Barking Kitten

Fiction, musings on literature, food writing, and the occasional Friday cat blog. For lovers of serious literature, cooking, and eating.


Close to forty. Not cool. Politically left. Atheist. Happily married. No kids.

Sunday, January 21, 2007

Morton's (not exactly) Kosher Salt

Every three years or so I find myself needing a new box of kosher salt. Off I go to market and buy a three-pound box of Morton's Kosher Salt. Why Morton's? Because my mother bought it. Because my grandmother bought it. Because that iconic blue box with the girl in the yellow dress has always been in my life.

Yesterday I opened my fresh box, noting that even venerable Morton's has spiffed up their packaging. Where the girl and her umbrella once took up the entire front of the box, she's now shrunken to allow a still life of fresh vegetables--doubtless to encourage healthful associations.

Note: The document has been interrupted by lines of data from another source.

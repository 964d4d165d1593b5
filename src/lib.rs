//! Lena task dispatcher
//!
//! Drives the Claude Code agent with a small set of predefined prompt
//! templates (code verification, comparison, error search-and-fix and a
//! security audit), each delegated to the `lena` sub-agent with the
//! minimum tool set the task needs.
//!
//! # Examples
//!
//! ```
//! use lena::{Capability, TaskKind, TaskRequest};
//!
//! let request = TaskRequest::builder(TaskKind::Verify)
//!     .param("file", "app.py")
//!     .build();
//! let instruction = request.render().unwrap();
//! assert!(instruction.contains("app.py"));
//!
//! let caps = TaskKind::Verify.capabilities();
//! assert_eq!(caps.as_slice(), &[Capability::DelegateToSubagent]);
//! ```

pub mod agent;
pub mod dispatcher;
pub mod error;
pub mod menu;
pub mod options;
pub mod task;
pub mod transport;
pub mod types;

// Primary exports
pub use agent::claude::ClaudeAgent;
pub use agent::claude::message_parser::parse_message;
pub use agent::{Agent, AgentSession};
pub use dispatcher::Dispatcher;
pub use error::{Error, Result};
pub use menu::Menu;
pub use options::{
    Capability, CapabilitySet, ClaudeOptions, ClaudeOptionsBuilder, SessionConfig,
    SessionConfigBuilder, SettingSource,
};
pub use task::{ParamSpec, TaskKind, TaskRequest, TaskRequestBuilder};
pub use types::{ResponseStream, ResponseUnit};

/// One-shot dispatch through the Claude Code CLI with default options.
///
/// The returned stream owns its dispatcher, so it can outlive the call.
pub fn run(request: TaskRequest, options: Option<ClaudeOptions>) -> ResponseStream<'static> {
    let dispatcher = Dispatcher::new(ClaudeAgent::new(options.unwrap_or_default()));
    Box::pin(async_stream::stream! {
        use futures::StreamExt;
        let mut units = dispatcher.run(&request);
        while let Some(unit) = units.next().await {
            yield unit;
        }
    })
}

Below the veggies, the lettering, still the same:

Coarse Kosher Salt
Great for Gourmet Cooking

Below that, the Star of David and, as April nears, the words "Kosher for Passover."

One side of the box still tells you how to kosher meat or poultry (soak the meat in cool water, then place it on a tilted cutting board, which allows blood to run down, and salt liberally. Rinse.) For years the back panel advertised a recipe for salt-crusted beef tenderloin. Now we have a recipe from one Nikki Norman, pictured beside her creation: Baked Asian Shrimp with Thai Sauce. Nikki Norman is not Jewish. Nor is shrimp, which, as shellfish, officially qualifies as a bottom feeder, rendering it treyfe.

While not a hairball, this is worthy of a WTF, an slang appelation I recently learned. I understand Morton's wants lots of people to buy their salt, and that restricting themselves to a shrinking population of Kashrut Jews is economically unwise. But surely they must realize that many Jews will be put off--even refuse--to have a box like this in their home?

Given my professed treyfe lifestyle and Catholic husband, it would be hypocrisy for me to stop buying Morton's. And of course a recipe on a box is small thing in light of current events...but is nothing sacred? There are countless recipes out there calling for salt....most recipes! Surely Morton's could've printed something less egregious. Chicken, for instance, a food popular with Jews and non-Jews alike. Fish with scales. How about potatoes baked in salt? Then even the vegans are happy.

I know, I know. Trivial. But a Star of David on the front and a shrimp recipe on the back?